→ **Your assignment**
Filter the listing for lines containing "args".

——

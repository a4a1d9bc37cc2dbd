//! Unit tests for Strategy nodes

use rstest::*;
use std::sync::Arc;
use wiring_di::{Composite, Dependency, DiError, Overrides, Selector, Strategy};

trait Notifier: Send + Sync {
	fn channel(&self) -> &'static str;
}

struct Email;

impl Notifier for Email {
	fn channel(&self) -> &'static str {
		"email"
	}
}

struct Sms;

impl Notifier for Sms {
	fn channel(&self) -> &'static str {
		"sms"
	}
}

#[fixture]
fn notifier() -> Strategy<Arc<dyn Notifier>> {
	Strategy::new(Dependency::new("channel", "sms".to_string()))
		.branch(
			"email",
			Composite::new(|_| Ok(Arc::new(Email) as Arc<dyn Notifier>)),
		)
		.branch("sms", Composite::new(|_| Ok(Arc::new(Sms) as Arc<dyn Notifier>)))
}

#[rstest]
fn resolves_the_selected_branch(notifier: Strategy<Arc<dyn Notifier>>) {
	// Act
	let selected = notifier.resolve().unwrap();

	// Assert
	assert_eq!(selected.channel(), "sms");
}

#[rstest]
fn changing_the_selector_affects_the_next_call(notifier: Strategy<Arc<dyn Notifier>>) {
	// Arrange
	let first = notifier.resolve().unwrap();

	// Act
	notifier.select(Dependency::new("channel", "email".to_string()));
	let second = notifier.resolve().unwrap();

	// Assert
	assert_eq!(first.channel(), "sms");
	assert_eq!(second.channel(), "email");
}

#[rstest]
fn clones_share_the_selector(notifier: Strategy<Arc<dyn Notifier>>) {
	// Arrange
	let registered = notifier.clone();

	// Act
	notifier.select("email");

	// Assert
	assert_eq!(registered.resolve().unwrap().channel(), "email");
	assert!(matches!(registered.selector(), Selector::Key(key) if key == "email"));
}

#[rstest]
#[case::owned(Overrides::new().value("channel", "email".to_string()))]
#[case::borrowed(Overrides::new().value("channel", "email"))]
fn selector_override_accepts_strings(
	notifier: Strategy<Arc<dyn Notifier>>,
	#[case] overrides: Overrides,
) {
	// Act
	let overridden = notifier.scoped_override(&overrides).unwrap();

	// Assert
	assert_eq!(overridden.channel(), "email");
	assert_eq!(notifier.resolve().unwrap().channel(), "sms");
}

#[rstest]
fn missing_branch_lists_available_keys(notifier: Strategy<Arc<dyn Notifier>>) {
	// Arrange
	notifier.select("pigeon");

	// Act
	let result = notifier.resolve();

	// Assert
	match result {
		Err(DiError::StrategyNotFound { key, available }) => {
			assert_eq!(key, "pigeon");
			assert_eq!(available, vec!["email", "sms"]);
		}
		Err(other) => panic!("unexpected error: {other}"),
		Ok(_) => panic!("resolution should fail"),
	}
}

#[rstest]
fn overrides_reach_the_chosen_branch() {
	// Arrange
	let greeting = Strategy::new("formal")
		.branch(
			"formal",
			Composite::new(|args| Ok(format!("Good day, {}", args.named::<String>("name")?)))
				.kwarg("name", Dependency::new("name", "World".to_string())),
		)
		.branch("casual", Composite::new(|_| Ok("Hey".to_string())));
	let overrides = Overrides::new().value("name", "Mars".to_string());

	// Act
	let result = greeting.scoped_override(&overrides).unwrap();

	// Assert
	assert_eq!(result, "Good day, Mars");
	assert_eq!(greeting.keys(), vec!["casual", "formal"]);
}

#[rstest]
fn nested_strategy_resolves_inside_a_composite(notifier: Strategy<Arc<dyn Notifier>>) {
	// Arrange
	let report = Composite::new(|args| {
		let notifier: Arc<dyn Notifier> = args.get(0)?;
		Ok(format!("via {}", notifier.channel()))
	})
	.arg(notifier);
	let overrides = Overrides::new().value("channel", "email".to_string());

	// Act
	let default = report.resolve().unwrap();
	let overridden = report.scoped_override(&overrides).unwrap();

	// Assert
	assert_eq!(default, "via sms");
	assert_eq!(overridden, "via email");
}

——

→ **Output below**
			Composite::new(|args| Ok(format!("Good day, {}", args.named::<String>("name")?)))
	let report = Composite::new(|args| {
		let notifier: Arc<dyn Notifier> = args.get(0)?;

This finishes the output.